Wednesday, June 11, 2008

June 10 Flu Update

ProMed reports that the Hong Kong outbreak was probably caused by smuggled birds.

The SAARC meeting ends in Asia, with agreements to share information rapidly, etc.

CIDRAP reports a study on why tracing disease in airline patients is still tough. For example:

"Let's say we have someone who came into the United States from Paris on Air France, was in the U.S. for a few weeks and then returned to France, and is discovered to have been infectious on both inbound and outbound flights," Marienau said in an interview. "We would want to notify US citizens that were on that outbound flight, but we have to rely on French authorities contacting Air France and initiating the investigation."

The Arkansas flu scare appears to be over.

A province in South Korea is also cleared from the bird flu list.

Public health preparedness is discussed in Brunei.

Scientist who helped develop antivirals says that using them as a preventive measure is a wrong move.

“Widespread prophylaxis to control a pandemic before any vaccine is available, is totally wrong,” Laver continued. “It would be a wicked waste of a valuable resource! Australia had a policy (long since abandoned) to provide essential workers with Tamiflu prophylaxis for six weeks at the start of the pandemic.”

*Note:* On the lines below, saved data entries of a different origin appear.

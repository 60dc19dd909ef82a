//! Configuration error types.

use thiserror::Error;

/// Errors raised while reading resolver configuration.
#[derive(Debug, Clone, PartialEq, Eq, Error)]
pub enum ConfigError {
    /// A configuration key held a value outside its accepted set.
    #[error("Invalid value for {key}: {value:?} (expected one of: {expected})")]
    InvalidValue {
        key: String,
        value: String,
        expected: String,
    },
}

impl ConfigError {
    /// Create an invalid value error.
    pub fn invalid_value(key: impl Into<String>, value: impl Into<String>, expected: &[&str]) -> Self {
        Self::InvalidValue {
            key: key.into(),
            value: value.into(),
            expected: expected.join(", "),
        }
    }
}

But “what happens then?” Laver mussed. “Apart from the difficulty in identifying the essential workers, and keeping the Tamiflu stockpile safe from desperate people who would do anything to get the drug, at the end of six weeks all those people who had been taking Tamiflu for prophylaxis would be left without protection. And the stockpile would have vanished.”

1 Comments:

At 8:17 PM, Blogger Wulfgang said...

Orange;

After reading your CIDRAP article about the tangled “difficulties” surrounding the process of determining reliable passenger information, and the sensitivities of releasing health information, complex chains of communication and whom is authorized to contact who… it seems to me that if: 88% of airline passengers would be willing to give their airline their cell phone number or pager number or e-mail address; and 73% said they would be willing to provide contact information (assuming that the information will be kept private and secure and will only be used in case of a health emergency); I fail to see why this subject is a big dilemma. Simply pass a law, take the address off of the picture ID that EVERYONE must display before they board any plane, and you basically have your contact information. If individuals don’t care to reveal their contact information, well then, I guess they take a bus. Either the US government (including the CDC and HHS and the WHO) is going to take the situation seriously and resolve these issues, or they are wasting everybody’s precious time and money.

If a person has some shady reason not to reveal who they are and their contact information when they fly on an airplane, or they invoke some kind of whacky civil rights issue, and refuse to comply – then it should be an automatic revocation of their right to step onto an airplane. Why precipitate a pandemic because some knuckleheads are inconsiderate of their fellow man ? The entire CIDRAP article makes a person wonder if the world has gone bonkers.

And speaking of going bonkers, it doesn’t take a virologist or a rocket scientist to determine that the wholesale prophylactic use of Tamiflu is a terrible idea. The numbers alone in the SNS stockpile don’t support this approach. Tamiflu, as many of have said for years now, should be made available over-the-counter in pharmacies immediately. Also, Tamiflu and Relenza should also be made available for personal use – I absolutely 100% disagree with Dr. Graeme Lever at that point. (make the rapid flu tests available to the public, and any seventh grader could self evaluate and self medicate).

The management and lack of a national integrated strategy regarding the SNS of anti-virals just grinds my gears every time I read articles about the subject. The US has to plan for a worst case scenario and they clearly are not. Let’s face the facts: the government couldn’t get the present SNS stockpile distributed nationally within a month, let alone get it in the hands of individuals who might need to medicate within the required 48 hours of exposure to a deadly virus.

Anybody who believes they will have access to Tamiflu or a vaccine on a timely basis at the start of an influenza pandemic, under the present national (mis) strategy, has a better chance at taking a picture of Bigfoot or finding flying saucer evidence.